Se già nel 1922 sul Kurfürstendamm erano stati costruiti due tempietti a pianta circolare con tetto a punta rivestito in ardesia, tra le cui otto colonne erano installate le vetrine dei giornali, le due costruzioni gemelle si ritrovarono ben presto a far parte di una serie di microarchitetture simili ma più leggere, che animavano lo sfarzoso boulevard berlinese. Particolarmente appariscenti erano la cassa del Teatro Reinhardt-Bühnen, con il suo tetto piatto aggettante composto da tre gradini rovesciati, e il padiglione informativo trasparente costruito da Paul Mahlberg, architetto e grafico specializzato nella progettazione di spazi espositivi.
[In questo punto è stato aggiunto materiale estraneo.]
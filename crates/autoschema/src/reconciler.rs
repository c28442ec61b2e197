//! The reconciliation pass: entities in, converged schema out.
//!
//! A [`Reconciler`] owns the entity definitions, the managed-table
//! registry, and a backend. Each call to [`Reconciler::reconcile_all`]
//! recomputes every desired table from scratch, diffs it against the live
//! schema, applies the resulting plans, and finally sweeps orphaned
//! managed tables. Passes are idempotent: a second pass over an untouched
//! database produces empty plans.
//!
//! Entities registered as specializations share their root's table. Their
//! declarations are merged into the root's spec depth-first, and the
//! root's table gains the inheritance discriminator column.

use crate::apply::apply_plan;
use crate::backend::{SchemaBackend, probe_schema};
use crate::define::EntityDef;
use crate::diff::{ReconciliationPlan, diff_table, join_table_plan};
use crate::error::Error;
use crate::expand::{expand_associations, expand_inheritance};
use crate::registry::ManagedTableRegistry;
use crate::Result;
use autoschema_model::{AssociationSpec, SchemaSnapshot};
use indexmap::IndexMap;
use std::collections::BTreeSet;

/// What happened to one table during a pass.
#[derive(Debug)]
pub struct TableReport {
    pub table: String,
    /// The plan that was computed (possibly empty).
    pub plan: ReconciliationPlan,
    /// Operations that succeeded.
    pub applied: usize,
    /// Per-operation failures; the rest of the plan still ran.
    pub failures: Vec<Error>,
}

/// An entity whose table could not be reconciled this pass.
#[derive(Debug)]
pub struct SkippedEntity {
    pub entity: String,
    pub reason: String,
}

/// The outcome of one full reconciliation pass.
#[derive(Debug, Default)]
pub struct PassReport {
    pub tables: Vec<TableReport>,
    pub skipped: Vec<SkippedEntity>,
    /// Orphaned managed tables dropped by the sweep.
    pub dropped: Vec<String>,
    /// Failures from the orphan sweep itself.
    pub sweep_failures: Vec<Error>,
}

impl PassReport {
    /// True when the pass changed nothing and skipped nothing.
    pub fn is_noop(&self) -> bool {
        self.tables.iter().all(|t| t.plan.is_empty())
            && self.skipped.is_empty()
            && self.dropped.is_empty()
            && self.sweep_failures.is_empty()
    }

    pub fn operations_applied(&self) -> usize {
        self.tables.iter().map(|t| t.applied).sum()
    }
}

/// Drives entity definitions toward a converged database schema.
pub struct Reconciler<B: SchemaBackend> {
    backend: B,
    registry: ManagedTableRegistry,
    defs: IndexMap<String, EntityDef>,
    // child entity name -> parent entity name
    parent_of: IndexMap<String, String>,
}

impl<B: SchemaBackend> Reconciler<B> {
    pub fn new(backend: B) -> Self {
        Self::with_registry(backend, ManagedTableRegistry::new())
    }

    /// Start from a previously saved registry, so orphan detection covers
    /// tables created by earlier processes.
    pub fn with_registry(backend: B, registry: ManagedTableRegistry) -> Self {
        Self {
            backend,
            registry,
            defs: IndexMap::new(),
            parent_of: IndexMap::new(),
        }
    }

    pub fn backend(&self) -> &B {
        &self.backend
    }

    pub fn registry(&self) -> &ManagedTableRegistry {
        &self.registry
    }

    /// Register an entity. Redefining a name replaces the old definition
    /// entirely.
    pub fn define(&mut self, def: EntityDef) {
        let name = def.name().to_string();
        self.parent_of.shift_remove(&name);
        self.defs.insert(name, def);
    }

    /// Remove an entity definition (and any specialization link). Its
    /// table becomes an orphan-sweep candidate on the next pass if this
    /// system created it.
    pub fn undefine(&mut self, name: &str) {
        self.defs.shift_remove(name);
        self.parent_of.shift_remove(name);
        // Children of a removed parent become roots with their own table.
        self.parent_of.retain(|_, parent| parent != name);
    }

    /// Register an entity as a specialization of `parent`. It shares the
    /// parent's root table; its own declarations are merged into that
    /// table's spec.
    pub fn define_specialization(&mut self, parent: &str, def: EntityDef) {
        let name = def.name().to_string();
        self.parent_of.insert(name.clone(), parent.to_string());
        self.defs.insert(name, def);
    }

    /// Run one full pass. Fails outright only when the initial schema
    /// probe cannot reach the database; per-entity trouble downgrades to a
    /// skip.
    pub async fn reconcile_all(&mut self) -> Result<PassReport> {
        let live = probe_schema(&self.backend).await?;
        let mut report = PassReport::default();
        let mut produced: BTreeSet<String> = BTreeSet::new();

        for (root, descendants) in self.root_entities() {
            let entity = root.name().to_string();
            if let Err(err) = self
                .reconcile_entity(&root, &descendants, &live, &mut produced, &mut report)
                .await
            {
                tracing::warn!(entity = %entity, error = %err, "skipping entity this pass");
                report.skipped.push(SkippedEntity {
                    entity,
                    reason: err.to_string(),
                });
            }
        }

        self.sweep_orphans(&live, &produced, &mut report).await;
        Ok(report)
    }

    /// Roots (entities with no parent) in definition order, each with its
    /// descendants collected depth-first.
    fn root_entities(&self) -> Vec<(EntityDef, Vec<EntityDef>)> {
        let mut children: IndexMap<&str, Vec<&str>> = IndexMap::new();
        for (child, parent) in &self.parent_of {
            children
                .entry(parent.as_str())
                .or_default()
                .push(child.as_str());
        }

        let mut out = Vec::new();
        for (name, def) in &self.defs {
            if self.parent_of.contains_key(name) {
                continue;
            }
            let mut descendants = Vec::new();
            self.collect_descendants(name, &children, &mut descendants);
            out.push((def.clone(), descendants));
        }
        out
    }

    fn collect_descendants(
        &self,
        name: &str,
        children: &IndexMap<&str, Vec<&str>>,
        out: &mut Vec<EntityDef>,
    ) {
        let Some(direct) = children.get(name) else {
            return;
        };
        for child in direct {
            if let Some(def) = self.defs.get(*child) {
                out.push(def.clone());
                self.collect_descendants(child, children, out);
            }
        }
    }

    async fn reconcile_entity(
        &mut self,
        root: &EntityDef,
        descendants: &[EntityDef],
        live: &SchemaSnapshot,
        produced: &mut BTreeSet<String>,
        report: &mut PassReport,
    ) -> Result<()> {
        let mut spec = root.build_table_spec();
        let mut associations: Vec<AssociationSpec> = root.associations().to_vec();

        if !descendants.is_empty() {
            expand_inheritance(&mut spec, root.inheritance_column());
        }
        for child in descendants {
            let mut child = child.clone();
            child.set_table_name(&spec.table_name);
            child.apply_declarations(&mut spec);
            associations.extend_from_slice(child.associations());
        }

        let join_tables = expand_associations(&mut spec, root.name(), &associations, live);

        produced.insert(spec.table_name.clone());
        let snapshot = self.backend.table_snapshot(&spec.table_name).await?;
        let plan = diff_table(&spec, snapshot.as_ref());
        self.run_plan(plan, report).await;

        for join in join_tables {
            // Two entities declaring the same many-to-many both synthesize
            // this join table; only the first sight of it this pass may
            // create it. `insert` returning false means another entity
            // already handled it.
            if !produced.insert(join.spec.table_name.clone()) {
                continue;
            }
            if join.missing {
                self.run_plan(join_table_plan(&join.spec), report).await;
            }
        }

        Ok(())
    }

    /// Apply one plan and fold the outcome into the report. A table whose
    /// creation succeeded becomes managed.
    async fn run_plan(&mut self, plan: ReconciliationPlan, report: &mut PassReport) {
        if plan.is_empty() {
            tracing::debug!(table = %plan.table, "table up to date");
            report.tables.push(TableReport {
                table: plan.table.clone(),
                plan,
                applied: 0,
                failures: Vec::new(),
            });
            return;
        }

        let creating = plan.creates_table();
        let outcome = apply_plan(&self.backend, &plan).await;

        let create_failed = outcome.failures.iter().any(|err| {
            matches!(
                err,
                Error::Ddl { operation, .. }
                    if operation == "create_table" || operation == "create_join_table"
            )
        });
        if creating && !create_failed {
            self.registry.insert(&plan.table);
        }

        tracing::info!(
            table = %plan.table,
            applied = outcome.applied,
            failed = outcome.failures.len(),
            "plan applied",
        );
        report.tables.push(TableReport {
            table: plan.table.clone(),
            plan,
            applied: outcome.applied,
            failures: outcome.failures,
        });
    }

    /// Drop managed tables no longer produced by any definition. Tables
    /// never recorded in the registry are left alone, whatever their
    /// origin.
    async fn sweep_orphans(
        &mut self,
        live: &SchemaSnapshot,
        produced: &BTreeSet<String>,
        report: &mut PassReport,
    ) {
        for table in self.registry.names() {
            if produced.contains(&table) || !live.contains(&table) {
                continue;
            }
            match self.backend.drop_table(&table).await {
                Ok(()) => {
                    self.registry.remove(&table);
                    tracing::info!(table = %table, "dropped orphaned table");
                    report.dropped.push(table);
                }
                Err(err) => {
                    tracing::warn!(table = %table, error = %err, "orphan drop failed");
                    report.sweep_failures.push(Error::Ddl {
                        table,
                        operation: "drop_table".to_string(),
                        message: err.to_string(),
                    });
                }
            }
        }
    }
}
Come simbolo della città a misura di auto che la Berlino del dopoguerra si preparava a diventare, tra il 1954 e il 1956 fu realizzato un chiosco particolare all’angolo tra il Kurfürstendamm e la Joachimsthaler Straße. Si trattava di una combinazione di edicola, cabina telefonica, ingresso alla stazione metropolitana e cabina di controllo del traffico stradale, il tutto completato con orologi sui lati; in questa costruzione stravagante, progettata da Werner Klenke e Werner Düttmann, una doppia colonna in cemento armato sostiene una cabina asimmetrica schermata in vetro, che a sua volta sormonta il tetto...

(da “FRAMMENTI URBANI - I piccoli oggetti che raccontano le città” Guida al vagabondaggio urbano consapevole di Vittorio Magnago Lampugnani - ed. Bollati Boringhieri)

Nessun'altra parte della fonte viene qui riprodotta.